SUGGESTED SOUNDTRACK: Anything by Tchaikovsky.(see link at bottom of page)


‘…Of course this particular sub-territory of the empire isn’t without its peculiarities. Here we have, a rarity, in that there is no discernable native life across any of the sixty five planets. Now of course, if we discount the obvious no-go areas, your gas giants, your fringe planets, this still leaves us with at least a handful of what we regard as ‘Progeny-Zones”, now why is it that we have we no evidence of any recordable signs of life production, let alone conscious or sophisticated structures of civilization?’ Professor Zanflip, raised his eyebrows at the lecture hall. His skin felt heavy today as if weighed down.

‘Anyone? No?’

A Fal-Tap in the front row raised her hand. Unknown to Professor Zanflip, this Fal-Tap’s name was Fenn, and she had quite enough of the orbit-sickness to listen to such an outdated lecture.

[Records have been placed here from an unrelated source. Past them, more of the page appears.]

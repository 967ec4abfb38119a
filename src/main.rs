//! Stratum - layered knowledge compaction for query optimization pipelines
//!
//! CLI entry point with global panic handler.

use std::io::Write;
use std::path::{Path, PathBuf};
use std::process::ExitCode;

use clap::{Parser, Subcommand, ValueEnum};
use tokio_util::sync::CancellationToken;
use tracing_subscriber::EnvFilter;

use stratum::config::{stratum_home, Config};
use stratum::core::rules::Confidence;
use stratum::error::exit_codes;

// =============================================================================
// CLI Definition
// =============================================================================

/// Stratum - layered knowledge compaction for query optimization pipelines
#[derive(Parser)]
#[command(name = "stratum")]
#[command(author, version, about, long_about = None)]
struct Cli {
    #[command(subcommand)]
    command: Commands,
}

#[derive(Subcommand)]
enum Commands {
    /// Ingest optimization outcomes from a JSONL file
    Ingest {
        /// File with one outcome per line
        file: PathBuf,
        /// Output as JSON
        #[arg(long, short)]
        json: bool,
        /// Suppress output
        #[arg(long, short)]
        quiet: bool,
    },

    /// Run one compaction cycle over every stream
    Compact {
        /// Ignore count and age triggers for extraction and mining
        #[arg(long)]
        force: bool,
        /// Output as JSON
        #[arg(long, short)]
        json: bool,
        /// Suppress output
        #[arg(long, short)]
        quiet: bool,
    },

    /// Ask for knowledge about one query
    Query {
        /// Engine the query runs on
        #[arg(long)]
        engine: String,
        /// Query identifier
        #[arg(long, default_value = "adhoc")]
        query_id: String,
        /// Feature vector as a JSON object
        #[arg(long)]
        features: String,
        /// Confidence in the supplied features
        #[arg(long, value_enum, default_value = "medium")]
        confidence: ConfidenceArg,
        /// Static knowledge file to fall back to
        #[arg(long = "static")]
        static_knowledge: Option<PathBuf>,
        /// Output as JSON
        #[arg(long, short)]
        json: bool,
        /// Suppress output
        #[arg(long, short)]
        quiet: bool,
    },

    /// Work with detection rules
    Rule {
        #[command(subcommand)]
        action: RuleAction,
    },

    /// Show cursors, layer counts and the audit summary
    Status {
        /// Rebuild the audit summary from the log
        #[arg(long)]
        rebuild: bool,
        /// Output as JSON
        #[arg(long, short)]
        json: bool,
        /// Suppress output
        #[arg(long, short)]
        quiet: bool,
    },

    /// List parked batches, or release one
    DeadLetters {
        /// Dead letter id to release and rerun
        #[arg(long)]
        retry: Option<String>,
        /// Output as JSON
        #[arg(long, short)]
        json: bool,
        /// Suppress output
        #[arg(long, short)]
        quiet: bool,
    },

    /// Roll aged outcome partitions into summaries
    Retention {
        /// Override the retention window
        #[arg(long)]
        window_days: Option<u32>,
        /// Output as JSON
        #[arg(long, short)]
        json: bool,
        /// Suppress output
        #[arg(long, short)]
        quiet: bool,
    },
}

#[derive(Subcommand)]
enum RuleAction {
    /// Validate a rule file against the feature vocabulary
    Validate {
        /// Rule file (JSON)
        file: PathBuf,
        /// Output as JSON
        #[arg(long, short)]
        json: bool,
        /// Suppress output
        #[arg(long, short)]
        quiet: bool,
    },
}

/// Confidence level for `--confidence`.
#[derive(Clone, Copy, ValueEnum)]
enum ConfidenceArg {
    High,
    Medium,
    Low,
}

impl From<ConfidenceArg> for Confidence {
    fn from(arg: ConfidenceArg) -> Self {
        match arg {
            ConfidenceArg::High => Confidence::High,
            ConfidenceArg::Medium => Confidence::Medium,
            ConfidenceArg::Low => Confidence::Low,
        }
    }
}

// =============================================================================
// Main Entry Point
// =============================================================================

fn main() -> ExitCode {
    setup_panic_handler();
    init_tracing();

    match run() {
        Ok(code) => code,
        Err(e) => {
            eprintln!("stratum error: {}", e);
            ExitCode::from(exit_codes::FAILURE)
        }
    }
}

/// Install the tracing subscriber.
///
/// `STRATUM_LOG` wins over `RUST_LOG`; the default level is `info`.
fn init_tracing() {
    let filter = EnvFilter::try_from_env("STRATUM_LOG")
        .or_else(|_| EnvFilter::try_from_default_env())
        .unwrap_or_else(|_| EnvFilter::new("info"));
    tracing_subscriber::fmt()
        .compact()
        .with_env_filter(filter)
        .with_writer(std::io::stderr)
        .init();
}

/// Set up the global panic handler.
///
/// On panic, appends to ~/.stratum/crash.log before the default unwinding.
fn setup_panic_handler() {
    std::panic::set_hook(Box::new(|info| {
        eprintln!("stratum panic: {}", info);

        if let Some(home) = stratum_home() {
            let crash_log = home.join("crash.log");
            if let Ok(mut file) = std::fs::OpenOptions::new()
                .create(true)
                .append(true)
                .open(&crash_log)
            {
                let timestamp = chrono::Utc::now().format("%Y-%m-%d %H:%M:%S UTC");
                let _ = writeln!(file, "[{}] {}", timestamp, info);
            }
        }
    }));
}

/// Run the CLI and return the exit code.
fn run() -> Result<ExitCode, Box<dyn std::error::Error>> {
    let cli = Cli::parse();
    let cwd = std::env::current_dir()?;
    let runtime = tokio::runtime::Builder::new_multi_thread()
        .enable_all()
        .build()?;

    match cli.command {
        Commands::Ingest { file, json, quiet } => runtime.block_on(run_ingest(&file, json, quiet, &cwd)),
        Commands::Compact { force, json, quiet } => {
            runtime.block_on(run_compact(force, json, quiet, &cwd))
        }
        Commands::Query {
            engine,
            query_id,
            features,
            confidence,
            static_knowledge,
            json,
            quiet,
        } => {
            use stratum::cli::query::QueryOptions;
            let options = QueryOptions {
                json,
                quiet,
                engine,
                query_id,
                features,
                confidence: confidence.into(),
                static_knowledge,
            };
            runtime.block_on(run_query(options, &cwd))
        }
        Commands::Rule {
            action: RuleAction::Validate { file, json, quiet },
        } => run_rule_validate(&file, json, quiet, &cwd),
        Commands::Status {
            rebuild,
            json,
            quiet,
        } => run_status(rebuild, json, quiet, &cwd),
        Commands::DeadLetters { retry, json, quiet } => {
            runtime.block_on(run_dead_letters(retry, json, quiet, &cwd))
        }
        Commands::Retention {
            window_days,
            json,
            quiet,
        } => run_retention(window_days, json, quiet, &cwd),
    }
}

// =============================================================================
// Command Implementations
// =============================================================================

/// Cancellation token that fires on Ctrl-C.
fn cancel_on_ctrl_c() -> CancellationToken {
    let cancel = CancellationToken::new();
    let trigger = cancel.clone();
    tokio::spawn(async move {
        if tokio::signal::ctrl_c().await.is_ok() {
            tracing::info!("interrupt received, stopping after the current stage");
            trigger.cancel();
        }
    });
    cancel
}

async fn run_ingest(
    file: &Path,
    json: bool,
    quiet: bool,
    cwd: &Path,
) -> Result<ExitCode, Box<dyn std::error::Error>> {
    use stratum::cli::ingest::{IngestCommand, IngestOptions};

    let cmd = IngestCommand::new(Config::load_from_cwd(cwd), cwd);
    let options = IngestOptions { json, quiet };

    let output = cmd.run(file, &options).await;
    print_output(&cmd.format_output(&output, &options));
    Ok(success_to_exit_code(output.success))
}

async fn run_compact(
    force: bool,
    json: bool,
    quiet: bool,
    cwd: &Path,
) -> Result<ExitCode, Box<dyn std::error::Error>> {
    use stratum::cli::compact::{CompactCommand, CompactOptions};

    let cmd = CompactCommand::new(Config::load_from_cwd(cwd), cwd);
    let options = CompactOptions { json, quiet, force };

    let output = cmd.run(&options, &cancel_on_ctrl_c()).await;
    print_output(&cmd.format_output(&output, &options));
    Ok(success_to_exit_code(output.success))
}

async fn run_query(
    options: stratum::cli::query::QueryOptions,
    cwd: &Path,
) -> Result<ExitCode, Box<dyn std::error::Error>> {
    use stratum::cli::query::QueryCommand;

    let cmd = QueryCommand::new(Config::load_from_cwd(cwd), cwd);

    let output = cmd.run(&options).await;
    print_output(&cmd.format_output(&output, &options));
    if output.unavailable {
        return Ok(ExitCode::from(exit_codes::UNAVAILABLE));
    }
    Ok(success_to_exit_code(output.success))
}

fn run_rule_validate(
    file: &Path,
    json: bool,
    quiet: bool,
    cwd: &Path,
) -> Result<ExitCode, Box<dyn std::error::Error>> {
    use stratum::cli::rule::{RuleCommand, RuleOptions};

    let cmd = RuleCommand::new(Config::load_from_cwd(cwd), cwd);
    let options = RuleOptions { json, quiet };

    let output = cmd.validate(file, &options);
    print_output(&cmd.format_output(&output, &options));
    Ok(success_to_exit_code(output.success))
}

fn run_status(
    rebuild: bool,
    json: bool,
    quiet: bool,
    cwd: &Path,
) -> Result<ExitCode, Box<dyn std::error::Error>> {
    use stratum::cli::status::{StatusCommand, StatusOptions};

    let cmd = StatusCommand::new(Config::load_from_cwd(cwd), cwd);
    let options = StatusOptions {
        json,
        quiet,
        rebuild,
    };

    let output = cmd.run(&options);
    print_output(&cmd.format_output(&output, &options));
    Ok(success_to_exit_code(output.success))
}

async fn run_dead_letters(
    retry: Option<String>,
    json: bool,
    quiet: bool,
    cwd: &Path,
) -> Result<ExitCode, Box<dyn std::error::Error>> {
    use stratum::cli::dead_letters::{DeadLettersCommand, DeadLettersOptions};

    let cmd = DeadLettersCommand::new(Config::load_from_cwd(cwd), cwd);
    let options = DeadLettersOptions { json, quiet, retry };

    let output = cmd.run(&options, &cancel_on_ctrl_c()).await;
    print_output(&cmd.format_output(&output, &options));
    Ok(success_to_exit_code(output.success))
}

fn run_retention(
    window_days: Option<u32>,
    json: bool,
    quiet: bool,
    cwd: &Path,
) -> Result<ExitCode, Box<dyn std::error::Error>> {
    use stratum::cli::retention::{RetentionCommand, RetentionOptions};

    let cmd = RetentionCommand::new(Config::load_from_cwd(cwd), cwd);
    let options = RetentionOptions {
        json,
        quiet,
        window_days,
    };

    let output = cmd.run(&options);
    print_output(&cmd.format_output(&output, &options));
    Ok(success_to_exit_code(output.success))
}

// =============================================================================
// Helpers
// =============================================================================

fn print_output(formatted: &str) {
    if !formatted.is_empty() {
        println!("{}", formatted);
    }
}

/// Convert a success boolean to an exit code.
fn success_to_exit_code(success: bool) -> ExitCode {
    if success {
        ExitCode::from(exit_codes::SUCCESS)
    } else {
        ExitCode::from(exit_codes::FAILURE)
    }
}

// =============================================================================
// Tests
// =============================================================================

‘Is it because the Empire hasn’t found life here that it deems worthy of recording?’ she said breezily. She bared her teeth, showing the points.

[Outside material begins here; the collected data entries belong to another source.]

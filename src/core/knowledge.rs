//! Derived knowledge: findings, patterns, curated entries and gold examples.
//!
//! Every record lives in an id-indexed arena owned by the layer store and
//! refers to other records by id only. The graph is a DAG of append-mostly
//! records; traversal is indexed lookup.

use std::collections::{BTreeMap, BTreeSet};
use std::fmt;

use chrono::{DateTime, Utc};
use serde::{Deserialize, Serialize};

use crate::core::features::FeatureVector;
use crate::core::outcome::{Conditions, OutcomeKey, StreamId};
use crate::core::rules::{DetectionRule, Priority, RawDetectionRule};

/// Id prefix for findings.
pub const FINDING_PREFIX: &str = "F";
/// Id prefix for patterns.
pub const PATTERN_PREFIX: &str = "P";
/// Id prefix for knowledge entries.
pub const ENTRY_PREFIX: &str = "K";
/// Id prefix for gold examples.
pub const EXAMPLE_PREFIX: &str = "G";

/// Render an arena id such as `F-000001`.
pub fn format_id(prefix: &str, n: u64) -> String {
    format!("{}-{:06}", prefix, n)
}

/// Monotonic version of committed knowledge.
#[derive(Debug, Clone, Copy, Default, PartialEq, Eq, Hash, PartialOrd, Ord, Serialize, Deserialize)]
#[serde(transparent)]
pub struct KnowledgeVersion(pub u64);

impl KnowledgeVersion {
    pub fn next(self) -> Self {
        KnowledgeVersion(self.0 + 1)
    }
}

impl fmt::Display for KnowledgeVersion {
    fn fmt(&self, f: &mut fmt::Formatter<'_>) -> fmt::Result {
        write!(f, "kv-{:08}", self.0)
    }
}

// =============================================================================
// Layer 2: findings
// =============================================================================

/// An extracted, condition-tagged observation over one or more outcomes.
#[derive(Debug, Clone, PartialEq, Serialize, Deserialize)]
pub struct Finding {
    pub id: String,
    pub engine: String,
    pub benchmark: String,
    /// Position in the store-wide finding sequence; the L2→L3 cursor.
    pub seq: u64,
    pub outcome_keys: Vec<OutcomeKey>,
    pub query_ids: BTreeSet<String>,
    pub observation: String,
    #[serde(default, skip_serializing_if = "Option::is_none")]
    pub transform: Option<String>,
    #[serde(default)]
    pub conditions: Conditions,
    #[serde(default, skip_serializing_if = "Option::is_none")]
    pub best_speedup: Option<f64>,
    pub win: bool,
    #[serde(default, skip_serializing_if = "Option::is_none")]
    pub superseded_by: Option<String>,
    pub created_at: DateTime<Utc>,
}

impl Finding {
    pub fn stream(&self) -> StreamId {
        StreamId::new(&self.engine, &self.benchmark)
    }

    pub fn is_active(&self) -> bool {
        self.superseded_by.is_none()
    }
}

// =============================================================================
// Layer 3: patterns
// =============================================================================

/// Lifecycle of a pattern.
#[derive(Debug, Clone, Copy, PartialEq, Eq, Hash, Serialize, Deserialize, Default)]
#[serde(rename_all = "snake_case")]
pub enum PatternStatus {
    #[default]
    Candidate,
    Promoted,
    Deprecated,
}

/// A known condition under which a pattern's mechanism backfires.
#[derive(Debug, Clone, PartialEq, Eq, Serialize, Deserialize)]
pub struct CounterIndication {
    /// Query shape or condition under which the mechanism regresses.
    pub pattern: String,
    pub reason: String,
    #[serde(default)]
    pub regressed_example_ids: Vec<String>,
}

/// A cross-query aggregate of findings with success statistics.
#[derive(Debug, Clone, PartialEq, Serialize, Deserialize)]
pub struct Pattern {
    pub id: String,
    pub engine: String,
    pub benchmark: String,
    /// Mechanism classification; the merge key within a stream.
    pub mechanism: String,
    pub description: String,
    pub finding_ids: Vec<String>,
    pub query_ids: BTreeSet<String>,
    pub observations: u32,
    pub wins: u32,
    pub success_rate: f64,
    #[serde(default)]
    pub counter_indications: Vec<CounterIndication>,
    #[serde(default)]
    pub status: PatternStatus,
    /// Store-wide revision at the last upsert; the L3→L4 cursor.
    pub revision: u64,
    pub updated_at: DateTime<Utc>,
}

impl Pattern {
    pub fn stream(&self) -> StreamId {
        StreamId::new(&self.engine, &self.benchmark)
    }
}

// =============================================================================
// Layer 4: curated knowledge
// =============================================================================

/// Kind of a curated entry.
#[derive(Debug, Clone, Copy, PartialEq, Eq, Hash, PartialOrd, Ord, Serialize, Deserialize)]
#[serde(rename_all = "snake_case")]
pub enum EntryKind {
    Gap,
    Strength,
    TuningRule,
}

/// A disagreement between a proposed update and a human-reviewed entry.
#[derive(Debug, Clone, PartialEq, Serialize, Deserialize)]
pub struct Conflict {
    pub detected_at: DateTime<Utc>,
    pub reason: String,
    pub proposed_description: String,
    #[serde(default)]
    pub proposed_sources: Vec<String>,
}

/// A curated, scoped claim about one engine's behavior.
#[derive(Debug, Clone, PartialEq, Serialize, Deserialize)]
pub struct KnowledgeEntry {
    pub id: String,
    pub engine: String,
    pub kind: EntryKind,
    pub title: String,
    pub description: String,
    #[serde(default)]
    pub priority: Priority,
    /// Gap identifier matched by detection rules and cited by examples.
    #[serde(default, skip_serializing_if = "Option::is_none")]
    pub gap_id: Option<String>,
    #[serde(default)]
    pub source_patterns: Vec<String>,
    #[serde(default)]
    pub source_findings: Vec<String>,
    /// Validated rule; absent when none was proposed or it failed validation.
    #[serde(default, skip_serializing_if = "Option::is_none")]
    pub detection_rule: Option<RawDetectionRule>,
    #[serde(default)]
    pub human_reviewed: bool,
    #[serde(default, skip_serializing_if = "Vec::is_empty")]
    pub conflicts: Vec<Conflict>,
    pub revision: u64,
    pub created_at: DateTime<Utc>,
    pub updated_at: DateTime<Utc>,
}

impl KnowledgeEntry {
    /// Number of cited evidence records.
    pub fn evidence_count(&self) -> usize {
        self.source_patterns.len() + self.source_findings.len()
    }

    /// Whether the entry cites at least one pattern or finding.
    pub fn has_evidence(&self) -> bool {
        self.evidence_count() >= 1
    }

    /// Whether two entries describe the same claim.
    pub fn same_claim(&self, engine: &str, kind: EntryKind, title: &str) -> bool {
        self.engine == engine && self.kind == kind && self.title.eq_ignore_ascii_case(title)
    }

    /// All cited evidence ids.
    pub fn evidence_ids(&self) -> impl Iterator<Item = &String> {
        self.source_patterns.iter().chain(self.source_findings.iter())
    }
}

/// Lifecycle of a gold example.
#[derive(Debug, Clone, PartialEq, Eq, Serialize, Deserialize, Default)]
#[serde(tag = "state", rename_all = "snake_case")]
pub enum ExampleStatus {
    #[default]
    Active,
    Deprecated,
    Superseded { by: String },
}

/// A promoted, evidence-backed before/after query pair.
#[derive(Debug, Clone, PartialEq, Serialize, Deserialize)]
pub struct GoldExample {
    pub id: String,
    pub engine: String,
    pub query_id: String,
    pub original_sql: String,
    pub optimized_sql: String,
    pub speedup: f64,
    #[serde(default, skip_serializing_if = "Option::is_none")]
    pub transform: Option<String>,
    #[serde(default)]
    pub gap_ids: Vec<String>,
    #[serde(default)]
    pub source_patterns: Vec<String>,
    #[serde(default, skip_serializing_if = "Option::is_none")]
    pub source_outcome: Option<OutcomeKey>,
    /// Features of the original SQL, computed once at promotion.
    pub features: FeatureVector,
    #[serde(default)]
    pub status: ExampleStatus,
    pub created_at: DateTime<Utc>,
}

impl GoldExample {
    pub fn is_active(&self) -> bool {
        self.status == ExampleStatus::Active
    }
}

// =============================================================================
// Published snapshot
// =============================================================================

/// Profile entries of one engine, split by kind.
#[derive(Debug, Clone, Default, PartialEq, Serialize, Deserialize)]
pub struct EngineProfile {
    pub strengths: Vec<KnowledgeEntry>,
    pub gaps: Vec<KnowledgeEntry>,
    pub tuning_rules: Vec<KnowledgeEntry>,
}

impl EngineProfile {
    pub fn is_empty(&self) -> bool {
        self.strengths.is_empty() && self.gaps.is_empty() && self.tuning_rules.is_empty()
    }

    pub fn len(&self) -> usize {
        self.strengths.len() + self.gaps.len() + self.tuning_rules.len()
    }
}

/// A counter-indication surfaced to the pipeline for a triggered gap.
#[derive(Debug, Clone, PartialEq, Eq, Serialize, Deserialize)]
pub struct Constraint {
    pub gap_id: String,
    pub pattern_id: String,
    pub pattern: String,
    pub reason: String,
    #[serde(default)]
    pub regressed_example_ids: Vec<String>,
}

/// Immutable bundle of committed knowledge for one engine.
///
/// Built once per Layer-4 commit and shared through `Arc`; never mutated.
#[derive(Debug, Clone, PartialEq)]
pub struct KnowledgeSnapshot {
    pub engine: String,
    pub version: KnowledgeVersion,
    pub committed_at: DateTime<Utc>,
    pub profile: EngineProfile,
    pub examples: Vec<GoldExample>,
    /// Compiled rules in declaration order.
    pub rules: Vec<DetectionRule>,
    /// Counter-indications keyed by gap id.
    pub constraints: BTreeMap<String, Vec<Constraint>>,
    /// Observations from active findings, keyed by query id.
    pub runtime_findings: BTreeMap<String, Vec<String>>,
}

impl KnowledgeSnapshot {
    /// An empty snapshot for an engine.
    pub fn empty(engine: impl Into<String>, version: KnowledgeVersion) -> Self {
        Self {
            engine: engine.into(),
            version,
            committed_at: Utc::now(),
            profile: EngineProfile::default(),
            examples: Vec::new(),
            rules: Vec::new(),
            constraints: BTreeMap::new(),
            runtime_findings: BTreeMap::new(),
        }
    }
}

‘Ah now, yes, good one Miss? Sorry Xiss? No…’ Professor Zanflip flustered.

‘Ms. Fenn. Professor,’ she said.

‘Yes, good joke there Ms. Fenn. As you know the Galactic Empire records all life in its databases. If none have been found here it must be for another reason.’

A human in the middle raised his hand. Fenn had always found humans strange, all fleshy and hairless. She shuddered.

‘This system is in the proximity of the Pollat Hole. Is it the wastage from there perhaps?’

‘Very, very good Mr Smath. I applaud your quick thinking.’ Professor Zanlip hit his flippers together in some semblance of a human round of applause. ‘It is indeed one of the most popular theories of recent times that the Pollat Hole’s wastage feeds back into the surrounding systems affecting it’s life production.’

Fenn sighed, ‘But the Taxla system is just by the hole- they are an ancient race? How come they haven’t been stunted by it?’

‘They are hardskins and anyway they say the hole was provoked by the Taxla themselves.’

‘Bollocks it was…’ Fenn said grumpily. ‘Unless they are older than their mooring star.’

‘Now, now, this is all academic. Please stay civil. This station isn’t world-sized – we must get along.’ Professor Zanflip raised a flipper. ‘Now, ah, I asked all of this to provoke some fiery essays – and it seems we will get them! Five thousand on the Progeny-Lack in System – 12-04. Due in 3 Orbits time.’ He looked to the front bench. ‘Miss Fenn – a word if I may?’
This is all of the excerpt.